Another essential factor to understand for proper timing of CE MRA is the phase encoding order of the 3-D GRE sequence. Two phase encoding orders for data acquisition in CE MRA are widely available. Linear or sequential k-space filling is the standard acquisition. With linear phase encoding, the center of k-space occurs near the midpoint of data acquisition. Consequently, bolus timing must be calculated so the peak bolus coincides with one half the sequence duration (or time to center of k space). Unlike linear k space encoding, with centric encoding, the center of k-space is acquired at the beginning of the scan. Centric encoding can be performed as an elliptical variant with two phase encoding directions. In elliptical phase ordering, the acquisition of the center of k-space is concentrated into a shorter time at the beginning of the scan. Although centric and elliptically ordered sequences allow for simpler timing and are less prone to artifacts from incomplete breath holds, timing must be precise because these sequences are more prone to artifacts related to rapid changes in the concentration of gadolinium during the early acquisition of the center of k-space.

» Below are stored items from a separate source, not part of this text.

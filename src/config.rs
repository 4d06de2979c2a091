//! Process-wide settings, reified as an explicit record.
//!
//! The original engine this crate generalizes reads these as global mutable
//! state (`check_new`, `maildir_trash`, ...). Here they are a plain value
//! threaded through the call tree, constructed once by the embedder.

/// Stable ordering used when presenting a mailbox's messages.
#[derive(Clone, Copy, Debug, Default, Eq, PartialEq)]
#[cfg_attr(
    feature = "derive",
    derive(serde::Serialize, serde::Deserialize),
    serde(rename_all = "kebab-case")
)]
pub enum SortOrder {
    /// MH natural order: ascending by message number.
    #[default]
    Natural,
    /// Preserve whatever order the directory scan produced.
    Discovery,
}

/// The three configurable `.mh_sequences` sequence names that map onto
/// [`crate::flags::UNSEEN`], [`crate::flags::FLAGGED`] and
/// [`crate::flags::REPLIED`]. Any other sequence name found on disk is
/// preserved verbatim across a rewrite.
#[derive(Clone, Debug, Eq, PartialEq)]
#[cfg_attr(
    feature = "derive",
    derive(serde::Serialize, serde::Deserialize),
    serde(rename_all = "kebab-case")
)]
pub struct SequenceNames {
    pub unseen: String,
    pub flagged: String,
    pub replied: String,
}

impl Default for SequenceNames {
    fn default() -> Self {
        Self {
            unseen: "unseen".into(),
            flagged: "flagged".into(),
            replied: "replied".into(),
        }
    }
}

/// Engine-wide configuration, passed by reference through scan, parse,
/// check and sync rather than read from global state.
#[derive(Clone, Debug, Eq, PartialEq)]
#[cfg_attr(
    feature = "derive",
    derive(serde::Serialize, serde::Deserialize),
    serde(rename_all = "kebab-case")
)]
pub struct Config {
    /// Whether `check` should look for new mail at all (some embedders poll
    /// only for flag changes on otherwise-static mailboxes).
    pub check_new: bool,

    /// Maildir: encode `deleted` as the `T` flag and leave the file in
    /// place, instead of unlinking it on sync.
    pub maildir_trash: bool,

    /// MH: unlink soft-deleted (`,n`) files on sync instead of leaving the
    /// tombstone behind.
    pub mh_purge: bool,

    /// Trust the header cache's timestamp without re-parsing when the file
    /// mtime is older than the cached timestamp.
    pub header_cache_verify: bool,

    /// A `T`-flagged Maildir message that is also `F`-flagged is *not*
    /// treated as user-deleted (it survived being flagged after trashing).
    pub flag_safe: bool,

    /// Mark freshly scanned `new/` messages `old` so a later sync moves
    /// them into `cur/` even if they are never read.
    pub mark_old: bool,

    /// Ordering applied after a scan/parse pass and after reconciliation.
    pub sort: SortOrder,

    /// `.mh_sequences` sequence names.
    pub sequence_names: SequenceNames,
}

impl Default for Config {
    fn default() -> Self {
        Self {
            check_new: true,
            maildir_trash: true,
            mh_purge: false,
            header_cache_verify: true,
            flag_safe: false,
            mark_old: false,
            sort: SortOrder::default(),
            sequence_names: SequenceNames::default(),
        }
    }
}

Three-Dimensional Spoiled Gradient Recalled Echo Sequences
Aside from imaging small parts and small vascular malformations, most angiographic imaging requires multistation examinations and depiction of several vascular territories. Three-dimensional GRE sequences are commonly used for MRA because they provide a well-balanced combination of speed, signal-to-noise, background suppression, and spatial resolution. TR (usually <5 msec) and TE (usually <3 msec) are kept at a minimum, and flip angles typically range from 25 to 45 degrees. Because of the low TR and TE, 3-D GRE sequences are inherently T1 weighted. Background suppression is added in the form of RF spoiling, in which repeated RF pulses are applied to the tissue. If the flip angle is large enough, background tissues do not have time to recover their longitudinal magnetization sufficiently and thus become saturated; this situation, in turn, increases the vessel contrast-to-noise ratio. Additional techniques for background suppression can be applied to improve the contrast-to-noise ratio further, including fat suppression and magnetization transfer. Fat suppression is particularly useful in abdominal and pelvic CE MRA to most clearly distinguish vessels and organs from surrounding background fat.
In certain instances, particularly when imaging the chest, abdomen, and pelvis, increased background signal is desirable, to allow evaluation of the organs or surrounding tissues. The volume-interpolated breath-hold examination (VIBE) represents a modification of the 3-D GRE sequence to meet these needs. By reducing the flip angle to 10 to 15 degrees and changing to a symmetric readout in the KY direction, background tissue signal is increased. With its excellent depiction of both vessel and background anatomy, the VIBE sequence has become commonly used for dynamic postcontrast chest, abdominal, and pelvic MRI examinations. VIBE sequences are particularly useful in angiographic applications when a question of mural enhancement or enhancement of intraluminal tumor thrombus exists ( Fig. 8-8 ). High-resolution VIBE images may also be useful in depicting anatomy of vascular malformations, as an adjunct to traditional GRE sequences, particularly when blood pool GBCMs are used.